The decisive change invited artists to join prophets and scribes in expressing the presence of the Divine. In the past, the temples of God had been adorned with depictions of living organisms, plants, and animals and even angels. But now, God, having entered into a material existence, was not only visible but representational. The disciple John had made a point of emphasizing against the gnostic Cerenthius that what they heard, saw with their eyes, looked at and touched with their hands, “this we proclaim concerning the Word of life. The life appeared; we have seen it and testify to it, and we proclaim to you the eternal life, which was with the Father and has appeared to us. We proclaim to you what we have seen and heard, so that you also may have fellowship with us.” St. John would take these biblical principles and marshal them into a coherent argument.
In his introduction to John of Damascus’ thought, David Anderson warned that it would be a great mistake to “treat the iconoclastic controversy as well as the treatises of St. John as anachronistic curiosities, of interest only to students of Church history…. How often is the material placed in direct opposition to the spiritual?” The danger of a disincarnate Christianity, of a merely spiritual world, turns and twists us back to early heresies.
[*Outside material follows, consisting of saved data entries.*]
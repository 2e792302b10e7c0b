use crate::http::headers::HeaderMap;

/// HTTP status codes understood by the response writer.
///
/// Codes without a named variant are carried by `Other` and written with the
/// generic reason phrase "Unknown".
#[derive(Debug, Clone, Copy, PartialEq, Eq)]
pub enum StatusCode {
    /// 200 OK
    Ok,
    /// 201 Created
    Created,
    /// 204 No Content
    NoContent,
    /// 400 Bad Request
    BadRequest,
    /// 404 Not Found
    NotFound,
    /// 405 Method Not Allowed
    MethodNotAllowed,
    /// 500 Internal Server Error
    InternalServerError,
    /// Any other numeric code
    Other(u16),
}

impl StatusCode {
    /// Maps a numeric code to its variant.
    ///
    /// # Example
    ///
    /// ```
    /// # use httpfromtcp::http::response::StatusCode;
    /// assert_eq!(StatusCode::from_u16(404), StatusCode::NotFound);
    /// assert_eq!(StatusCode::from_u16(418), StatusCode::Other(418));
    /// ```
    pub fn from_u16(code: u16) -> Self {
        match code {
            200 => StatusCode::Ok,
            201 => StatusCode::Created,
            204 => StatusCode::NoContent,
            400 => StatusCode::BadRequest,
            404 => StatusCode::NotFound,
            405 => StatusCode::MethodNotAllowed,
            500 => StatusCode::InternalServerError,
            other => StatusCode::Other(other),
        }
    }

    /// Returns the numeric HTTP status code.
    ///
    /// # Example
    ///
    /// ```
    /// # use httpfromtcp::http::response::StatusCode;
    /// assert_eq!(StatusCode::Ok.as_u16(), 200);
    /// assert_eq!(StatusCode::Other(503).as_u16(), 503);
    /// ```
    pub fn as_u16(&self) -> u16 {
        match self {
            StatusCode::Ok => 200,
            StatusCode::Created => 201,
            StatusCode::NoContent => 204,
            StatusCode::BadRequest => 400,
            StatusCode::NotFound => 404,
            StatusCode::MethodNotAllowed => 405,
            StatusCode::InternalServerError => 500,
            StatusCode::Other(code) => *code,
        }
    }

    /// Returns the reason phrase written after the code in the status line.
    pub fn reason_phrase(&self) -> &'static str {
        match self {
            StatusCode::Ok => "OK",
            StatusCode::Created => "Created",
            StatusCode::NoContent => "No Content",
            StatusCode::BadRequest => "Bad Request",
            StatusCode::NotFound => "Not Found",
            StatusCode::MethodNotAllowed => "Method Not Allowed",
            StatusCode::InternalServerError => "Internal Server Error",
            StatusCode::Other(_) => "Unknown",
        }
    }
}

/// Headers sent with every plain response: a `Content-Length` for the given
/// body size, `Connection: close` and a `text/plain` content type.
///
/// Callers adjust the result with [`HeaderMap::replace`] or
/// [`HeaderMap::remove`] before writing it, e.g. swapping `Content-Length`
/// for `Transfer-Encoding: chunked`.
pub fn default_headers(content_len: usize) -> HeaderMap {
    let mut headers = HeaderMap::new();
    headers.set("Content-Length", &content_len.to_string());
    headers.set("Connection", "close");
    headers.set("Content-Type", "text/plain");
    headers
}
//! Prometheus scrape endpoint.

use std::sync::Arc;

use axum::extract::State;
use axum::http::{StatusCode, header};
use axum::response::IntoResponse;
use metrics_exporter_prometheus::PrometheusHandle;

use crate::state::{AppState, Backend};

const PROMETHEUS_TEXT: &str = "text/plain; version=0.0.4; charset=utf-8";

/// GET /metrics — refreshes the session gauge, then renders every recorded
/// metric in the Prometheus text format.
pub async fn scrape<S: Backend>(
    State((state, handle)): State<(Arc<AppState<S>>, PrometheusHandle)>,
) -> impl IntoResponse {
    let sessions = state.sessions.len().await;
    metrics::gauge!("cart_sessions_active").set(sessions as f64);

    (
        StatusCode::OK,
        [(header::CONTENT_TYPE, PROMETHEUS_TEXT)],
        handle.render(),
    )
}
St. John starts out recognizing the urgent need for him to speak out on the issue. One cannot shrink back when one sees the sword coming. One must speak. He proclaims that the Church has not degenerated into idolatry, but needs teaching to elucidate her traditions. He begins by affirming that the Lord our God is one and alone should be worshipped. Secondly, he agrees with his adversaries by asserting that one must not worship strange gods or make any likeness of Him to be worshipped. He makes his orthodox confession of the Trinitarian God and rejects any worship of the creature over the Creator.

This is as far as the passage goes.